107 Background: Saracatinib is an orally-available, highly selective inhibitor of Abl and Src family members. It is an ATP-competitive tyrosine kinase inhibitor. Preclinical data suggested that the combination of a Src kinase inhibitor and docetaxel is synergistic, and Src kinase activity was also implicated in the bone’s metabolic response to cancer metastases. Methods: Patients with mCRPC were initially enrolled in an open-label, dose escalation phase I trial of oral saracatinib (cohorts of 50mg, 125mg and 175mg daily) with docetaxel (75mg/m2) in a 3+3 design.

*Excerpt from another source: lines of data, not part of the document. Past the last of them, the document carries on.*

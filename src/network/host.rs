//! Network host capability
//!
//! The node talks to the transport through the [`Host`] trait: listen
//! addresses, identity, protocol stream handlers, outbound streams, dialing,
//! connection notifications, and the address book. [`TcpHost`] is the
//! production implementation.
//!
//! [`TcpHost`]: crate::network::tcp::TcpHost

use crate::crypto::PeerId;
use crate::network::error::P2pError;
use crate::network::multiaddr::Multiaddr;
use async_trait::async_trait;
use futures::future::BoxFuture;
use secp256k1::{PublicKey, SecretKey};
use std::collections::HashMap;
use std::pin::Pin;
use std::sync::{Arc, Weak};
use std::task::{Context, Poll};
use std::time::{Duration, Instant};
use tokio::io::{AsyncRead, AsyncWrite, AsyncWriteExt, ReadBuf};
use tokio::sync::RwLock;
use tokio_util::sync::CancellationToken;

/// Byte transport underneath a [`Stream`]
pub trait RawStream: AsyncRead + AsyncWrite + Send + Unpin {}

impl<T> RawStream for T where T: AsyncRead + AsyncWrite + Send + Unpin {}

/// Callback invoked for every inbound stream on a protocol
pub type StreamHandler = Arc<dyn Fn(Stream) -> BoxFuture<'static, ()> + Send + Sync>;

/// Callback invoked on connection events
pub type ConnCallback = Arc<dyn Fn(&Connection) + Send + Sync>;

/// A protocol-tagged bidirectional byte stream to a remote peer.
///
/// Dropping the stream closes it.
pub struct Stream {
    io: Box<dyn RawStream>,
    remote_peer: PeerId,
    remote_addr: Multiaddr,
    protocol: String,
}

impl Stream {
    pub fn new(
        io: Box<dyn RawStream>,
        remote_peer: PeerId,
        remote_addr: Multiaddr,
        protocol: impl Into<String>,
    ) -> Self {
        Self {
            io,
            remote_peer,
            remote_addr,
            protocol: protocol.into(),
        }
    }

    pub fn remote_peer(&self) -> &PeerId {
        &self.remote_peer
    }

    /// Remote address including its `/p2p/` component
    pub fn remote_multiaddr(&self) -> &Multiaddr {
        &self.remote_addr
    }

    pub fn protocol(&self) -> &str {
        &self.protocol
    }

    /// Flush and shut down the write half
    pub async fn close(&mut self) -> std::io::Result<()> {
        self.io.shutdown().await
    }
}

impl AsyncRead for Stream {
    fn poll_read(
        self: Pin<&mut Self>,
        cx: &mut Context<'_>,
        buf: &mut ReadBuf<'_>,
    ) -> Poll<std::io::Result<()>> {
        Pin::new(&mut *self.get_mut().io).poll_read(cx, buf)
    }
}

impl AsyncWrite for Stream {
    fn poll_write(
        self: Pin<&mut Self>,
        cx: &mut Context<'_>,
        buf: &[u8],
    ) -> Poll<std::io::Result<usize>> {
        Pin::new(&mut *self.get_mut().io).poll_write(cx, buf)
    }

    fn poll_flush(self: Pin<&mut Self>, cx: &mut Context<'_>) -> Poll<std::io::Result<()>> {
        Pin::new(&mut *self.get_mut().io).poll_flush(cx)
    }

    fn poll_shutdown(self: Pin<&mut Self>, cx: &mut Context<'_>) -> Poll<std::io::Result<()>> {
        Pin::new(&mut *self.get_mut().io).poll_shutdown(cx)
    }
}

/// A live connection to a remote peer
#[derive(Clone)]
pub struct Connection {
    remote_peer: PeerId,
    remote_addr: Multiaddr,
    outbound: bool,
    closed: CancellationToken,
    host: Weak<dyn Host>,
}

impl Connection {
    pub fn new(
        remote_peer: PeerId,
        remote_addr: Multiaddr,
        outbound: bool,
        host: Weak<dyn Host>,
    ) -> Self {
        Self {
            remote_peer,
            remote_addr,
            outbound,
            closed: CancellationToken::new(),
            host,
        }
    }

    pub fn remote_peer(&self) -> &PeerId {
        &self.remote_peer
    }

    /// Remote listen address (no `/p2p/` component)
    pub fn remote_multiaddr(&self) -> &Multiaddr {
        &self.remote_addr
    }

    pub fn is_outbound(&self) -> bool {
        self.outbound
    }

    pub fn is_closed(&self) -> bool {
        self.closed.is_cancelled()
    }

    pub fn close(&self) {
        self.closed.cancel();
    }

    /// Resolves once the connection is closed
    pub async fn closed(&self) {
        self.closed.cancelled().await
    }

    /// Open a protocol stream to the remote peer of this connection
    pub async fn new_stream(&self, protocol: &str) -> Result<Stream, P2pError> {
        if self.is_closed() {
            return Err(P2pError::Disconnected);
        }
        let host = self.host.upgrade().ok_or(P2pError::NoHost)?;
        host.new_stream(&self.remote_peer, protocol).await
    }
}

impl std::fmt::Debug for Connection {
    fn fmt(&self, f: &mut std::fmt::Formatter<'_>) -> std::fmt::Result {
        f.debug_struct("Connection")
            .field("remote_peer", &self.remote_peer)
            .field("remote_addr", &self.remote_addr)
            .field("outbound", &self.outbound)
            .field("closed", &self.is_closed())
            .finish()
    }
}

/// Connection event callbacks
#[derive(Clone, Default)]
pub struct NotifyBundle {
    pub connected: Option<ConnCallback>,
    pub disconnected: Option<ConnCallback>,
}

impl NotifyBundle {
    pub fn on_connected(&self, conn: &Connection) {
        if let Some(cb) = &self.connected {
            cb(conn);
        }
    }

    pub fn on_disconnected(&self, conn: &Connection) {
        if let Some(cb) = &self.disconnected {
            cb(conn);
        }
    }
}

/// The transport-level network host
#[async_trait]
pub trait Host: Send + Sync {
    /// Local peer identity
    fn id(&self) -> &PeerId;

    /// Addresses the host is listening on
    fn addrs(&self) -> Vec<Multiaddr>;

    /// Identity → address/key store
    fn peerstore(&self) -> &AddrBook;

    /// Route inbound streams for `protocol` to `handler`
    async fn set_stream_handler(&self, protocol: &str, handler: StreamHandler);

    /// Open an outbound stream to `peer` speaking `protocol`
    async fn new_stream(&self, peer: &PeerId, protocol: &str) -> Result<Stream, P2pError>;

    /// Connect to `peer`, reusing a live connection when there is one
    async fn dial_peer(&self, peer: &PeerId) -> Result<Connection, P2pError>;

    /// Live connections to `peer`
    async fn conns_to_peer(&self, peer: &PeerId) -> Vec<Connection>;

    /// Register connection callbacks
    async fn notify(&self, bundle: NotifyBundle);
}

/// Address time-to-live
#[derive(Debug, Clone, Copy, PartialEq, Eq)]
pub enum Ttl {
    Permanent,
    For(Duration),
}

/// TTL for addresses learned from live connections
pub const PERMANENT_ADDR_TTL: Ttl = Ttl::Permanent;

#[derive(Debug, Clone)]
struct AddrEntry {
    addr: Multiaddr,
    expires: Option<Instant>,
}

impl AddrEntry {
    fn is_expired(&self, now: Instant) -> bool {
        self.expires.map(|at| at <= now).unwrap_or(false)
    }
}

#[derive(Default)]
struct PeerRecord {
    addrs: Vec<AddrEntry>,
    public_key: Option<PublicKey>,
    secret_key: Option<SecretKey>,
}

/// Peer identity → addresses and keys
#[derive(Default)]
pub struct AddrBook {
    records: RwLock<HashMap<PeerId, PeerRecord>>,
}

impl AddrBook {
    pub fn new() -> Self {
        Self::default()
    }

    /// Record an address for `peer`; a repeated address keeps the longer TTL
    pub async fn add_addr(&self, peer: &PeerId, addr: &Multiaddr, ttl: Ttl) {
        self.add_addrs(peer, std::slice::from_ref(addr), ttl).await
    }

    pub async fn add_addrs(&self, peer: &PeerId, addrs: &[Multiaddr], ttl: Ttl) {
        let expires = match ttl {
            Ttl::Permanent => None,
            Ttl::For(d) => Some(Instant::now() + d),
        };

        let mut records = self.records.write().await;
        let record = records.entry(peer.clone()).or_default();

        for addr in addrs {
            let addr = addr.without_peer();
            match record.addrs.iter_mut().find(|e| e.addr == addr) {
                Some(entry) => {
                    entry.expires = match (entry.expires, expires) {
                        (None, _) | (_, None) => None,
                        (Some(a), Some(b)) => Some(a.max(b)),
                    };
                }
                None => record.addrs.push(AddrEntry { addr, expires }),
            }
        }
    }

    /// Unexpired addresses of `peer`
    pub async fn addrs(&self, peer: &PeerId) -> Vec<Multiaddr> {
        let now = Instant::now();
        let records = self.records.read().await;
        records
            .get(peer)
            .map(|r| {
                r.addrs
                    .iter()
                    .filter(|e| !e.is_expired(now))
                    .map(|e| e.addr.clone())
                    .collect()
            })
            .unwrap_or_default()
    }

    /// Every peer with a record, the local peer included
    pub async fn peers(&self) -> Vec<PeerId> {
        self.records.read().await.keys().cloned().collect()
    }

    pub async fn contains(&self, peer: &PeerId) -> bool {
        self.records.read().await.contains_key(peer)
    }

    /// Store a public key; it must hash to `peer`
    pub async fn add_pub_key(&self, peer: &PeerId, key: PublicKey) -> Result<(), P2pError> {
        if &PeerId::from_public_key(&key) != peer {
            return Err(P2pError::PeerIdMismatch {
                expected: peer.to_string(),
                actual: PeerId::from_public_key(&key).to_string(),
            });
        }
        let mut records = self.records.write().await;
        records.entry(peer.clone()).or_default().public_key = Some(key);
        Ok(())
    }

    /// Store a private key; it must belong to `peer`
    pub async fn add_priv_key(&self, peer: &PeerId, key: SecretKey) -> Result<(), P2pError> {
        let public = PublicKey::from_secret_key(&secp256k1::Secp256k1::signing_only(), &key);
        if &PeerId::from_public_key(&public) != peer {
            return Err(P2pError::PeerIdMismatch {
                expected: peer.to_string(),
                actual: PeerId::from_public_key(&public).to_string(),
            });
        }
        let mut records = self.records.write().await;
        records.entry(peer.clone()).or_default().secret_key = Some(key);
        Ok(())
    }

    pub async fn pub_key(&self, peer: &PeerId) -> Option<PublicKey> {
        self.records.read().await.get(peer).and_then(|r| r.public_key)
    }

    pub async fn priv_key(&self, peer: &PeerId) -> Option<SecretKey> {
        self.records.read().await.get(peer).and_then(|r| r.secret_key)
    }

    /// When an address of `peer` expires; `Some(None)` for a permanent one
    #[cfg(test)]
    pub(crate) async fn expiry(&self, peer: &PeerId, addr: &Multiaddr) -> Option<Option<Instant>> {
        let records = self.records.read().await;
        records
            .get(peer)?
            .addrs
            .iter()
            .find(|e| &e.addr == addr)
            .map(|e| e.expires)
    }
}

#[cfg(test)]
mod tests {
    use super::*;
    use crate::crypto::KeyPair;

    fn addr(port: u16) -> Multiaddr {
        format!("/ip4/127.0.0.1/tcp/{}", port).parse().unwrap()
    }

    #[tokio::test]
    async fn test_addr_book_dedupes() {
        let book = AddrBook::new();
        let peer = KeyPair::generate().peer_id();

        book.add_addr(&peer, &addr(1), PERMANENT_ADDR_TTL).await;
        book.add_addr(&peer, &addr(1).with_peer(peer.clone()), PERMANENT_ADDR_TTL)
            .await;
        book.add_addr(&peer, &addr(2), PERMANENT_ADDR_TTL).await;

        assert_eq!(book.addrs(&peer).await, vec![addr(1), addr(2)]);
        assert_eq!(book.peers().await, vec![peer]);
    }

    #[tokio::test]
    async fn test_addr_book_ttl() {
        let book = AddrBook::new();
        let peer = KeyPair::generate().peer_id();

        book.add_addr(&peer, &addr(1), Ttl::For(Duration::ZERO)).await;
        assert!(book.addrs(&peer).await.is_empty());
        assert!(book.contains(&peer).await);

        // A permanent re-add wins over the expired entry
        book.add_addr(&peer, &addr(1), PERMANENT_ADDR_TTL).await;
        assert_eq!(book.addrs(&peer).await, vec![addr(1)]);
    }

    #[tokio::test]
    async fn test_addr_book_keys() {
        let book = AddrBook::new();
        let kp = KeyPair::generate();
        let other = KeyPair::generate();
        let id = kp.peer_id();

        book.add_pub_key(&id, kp.public_key).await.unwrap();
        book.add_priv_key(&id, kp.secret_key).await.unwrap();
        assert_eq!(book.pub_key(&id).await, Some(kp.public_key));
        assert_eq!(book.priv_key(&id).await, Some(kp.secret_key));

        assert!(book.add_pub_key(&id, other.public_key).await.is_err());
        assert!(book.add_priv_key(&id, other.secret_key).await.is_err());
    }

    #[tokio::test]
    async fn test_stream_delegates_io() {
        use tokio::io::AsyncReadExt;

        let (a, mut b) = tokio::io::duplex(64);
        let peer = KeyPair::generate().peer_id();
        let mut stream = Stream::new(Box::new(a), peer.clone(), addr(9), "/test");

        stream.write_all(b"hi").await.unwrap();
        let mut buf = [0u8; 2];
        b.read_exact(&mut buf).await.unwrap();
        assert_eq!(&buf, b"hi");
        assert_eq!(stream.remote_peer(), &peer);
        assert_eq!(stream.protocol(), "/test");

        stream.close().await.unwrap();
        assert_eq!(b.read(&mut buf).await.unwrap(), 0);
    }

    #[test]
    fn test_connection_close() {
        let peer = KeyPair::generate().peer_id();
        let host: Weak<dyn Host> = Weak::<crate::network::tcp::TcpHost>::new();
        let conn = Connection::new(peer, addr(1), true, host);
        assert!(!conn.is_closed());
        conn.clone().close();
        assert!(conn.is_closed());
    }
}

Subsequent patients were randomised 1:1 between saracatinib 175mg and placebo once daily. Pharmacokinetics (PK) of docetaxel were explored in phase I to exclude significant drug-drug interaction. The primary endpoint of phase II was biochemical or radiographic progression free survival (PFS). Secondary endpoints included overall survival (OS), safety and tolerability. Changes in circulating tumour cell (CTC) counts were also measured. The phase II was designed with a 1-sided alpha of 0.2 with 90% power to detect a hazard ratio (HR) for PFS of 0.67. Results: 10 patients were enrolled in phase I and 142 in the randomised phase II. No dose limiting toxicities or PK interactions were observed and the recommended dose for phase II was 175mg saracatinib daily and 75mg/m2docetaxel every 21 days. In phase II, the HR for PFS was 1.35 (80% confidence interval (CI) 1.07 to 1.70). The HR for OS was 1.42 (1.08 – 1.81). 41/71 and 29/71 experienced treatment related toxicities of grade 3 or above in the saracatinib and placebo arms respectively. 10/19 (53%) and 14/27 (52%) evaluable patients demonstrated a reduction in CTCs from ≥5 to < 5 /7.5ml blood at 6 weeks after starting saracatinib and placebo respectively. Conclusions: Saracatinib, in combination with docetaxel, adds toxicity and not efficacy in mCRPC. This combination should not be developed further in combination with docetaxel in the treatment of mCRPC. Clinical trial information: ISRCTN22566729.